The state alternatively argued that the appellate court’s judgment should be sustained under the “fraudulent purpose” exception to Illinois’ traditional rule. Analyzing §§ 5 and 6 of the Uniform Fraudulent Transfer Act (740 ILCS 160/5, 6), the high court rejected that request. It said it was “difficult to imagine when the mere transfer of substantially all corporate assets, standing alone, would be sufficient to justify an inference of fraud in fact.” Moreover, it noted that in Oakridge “transferring those assets allowed for the continuous care of the residents and is not, by itself, sufficient justification to infer fraud in fact. . . . [T]he transfer allowed [seller] to stop the bleeding that was rapidly draining the company’s financial lifeblood.”
But, the state argued, the parties had not received an appraisal of the transferred assets, so the amount of consideration given therefor was suspect. “We cannot say that the lack of an appraisal creates a reasonable inference of an intent to defraud creditors in light of the serious financial stress and limited sale opportunities for [seller]”, the court said.
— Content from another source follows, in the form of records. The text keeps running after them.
//! Helpdesk management commands
//!
//! ```bash
//! manage runserver --addr 127.0.0.1:4000
//! manage check
//! manage purge --yes
//! manage hash-password 's3cret!'
//! ```

use std::net::SocketAddr;
use std::process;

use anyhow::{Context, bail};
use clap::{Parser, Subcommand};
use helpdesk::config::app::{build_server, build_state, open_store};
use helpdesk_auth::{Argon2Hasher, PasswordHasher};
use helpdesk_conf::{LogFormat, Settings};
use helpdesk_server::ShutdownCoordinator;
use tracing_subscriber::{EnvFilter, fmt, layer::SubscriberExt, util::SubscriberInitExt};

#[derive(Parser)]
#[command(name = "manage")]
#[command(about = "Helpdesk management utility", long_about = None)]
#[command(version)]
struct Cli {
	#[command(subcommand)]
	command: Commands,
}

#[derive(Subcommand)]
enum Commands {
	/// Serve the API until Ctrl-C or SIGTERM
	Runserver {
		/// Address to bind, overriding HOST and PORT
		#[arg(long, value_name = "HOST:PORT")]
		addr: Option<SocketAddr>,
	},

	/// Delete every ticket in the configured store
	Purge {
		/// Confirm the deletion
		#[arg(long)]
		yes: bool,
	},

	/// Validate configuration and exit
	Check,

	/// Print an Argon2 hash for seeding a credential store
	HashPassword {
		#[arg(value_name = "PASSWORD")]
		password: String,
	},
}

#[tokio::main]
async fn main() {
	let cli = Cli::parse();

	let result = match cli.command {
		Commands::Runserver { addr } => run_server(addr).await,
		Commands::Purge { yes } => run_purge(yes).await,
		Commands::Check => run_check(),
		Commands::HashPassword { password } => run_hash_password(&password),
	};

	if let Err(e) = result {
		eprintln!("Error: {:#}", e);
		process::exit(1);
	}
}

fn init_tracing(settings: &Settings) {
	let env_filter = EnvFilter::try_new(&settings.log_filter).unwrap_or_else(|_| EnvFilter::new("info"));

	match settings.log_format {
		LogFormat::Json => tracing_subscriber::registry()
			.with(env_filter)
			.with(fmt::layer().json().flatten_event(true).with_current_span(false))
			.init(),
		LogFormat::Text => tracing_subscriber::registry().with(env_filter).with(fmt::layer()).init(),
	}
}

async fn run_server(addr: Option<SocketAddr>) -> anyhow::Result<()> {
	let settings = Settings::load()?;
	init_tracing(&settings);

	let addr = addr.unwrap_or_else(|| settings.bind_addr());
	let state = build_state(&settings).await?;
	let server = build_server(state, &settings);

	let coordinator = ShutdownCoordinator::new(settings.shutdown_timeout);
	tokio::spawn({
		let coordinator = coordinator.clone();
		async move { coordinator.wait_for_signal().await }
	});

	server
		.listen_with_shutdown(addr, coordinator)
		.await
		.context("server failed")
}

async fn run_purge(yes: bool) -> anyhow::Result<()> {
	if !yes {
		bail!("refusing to delete all tickets without --yes");
	}

	let settings = Settings::load()?;
	init_tracing(&settings);

	let store = open_store(&settings.database).await?;
	let removed = store.purge().await?;
	println!("Deleted {} ticket(s).", removed);
	Ok(())
}

fn run_check() -> anyhow::Result<()> {
	let settings = Settings::load()?;
	println!(
		"Configuration OK: listening on {}, database {:?}, log format {}",
		settings.bind_addr(),
		settings.database,
		settings.log_format
	);
	Ok(())
}

fn run_hash_password(password: &str) -> anyhow::Result<()> {
	let hash = Argon2Hasher::new().hash(password)?;
	println!("{}", hash);
	Ok(())
}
Applying the so-called “badges of fraud” approach, the court found only two applicable. “We cannot say that the presence of only two indicators of potential fraud . . . is sufficient to preclude the entry of summary judgment” for seller, the court said. “Even if all 11 factors are present, they may be insufficient to create an inference or presumption of fraud in fact. . . . One of the touchstones of the Fraud Act is whether the transfer was made with ‘actual intent to hinder, delay or defraud’ a creditor . . . . If the circumstances surrounding a transfer do not establish it was made with actual intent to avoid a creditor, the evidence is insufficient to prove the fraud.”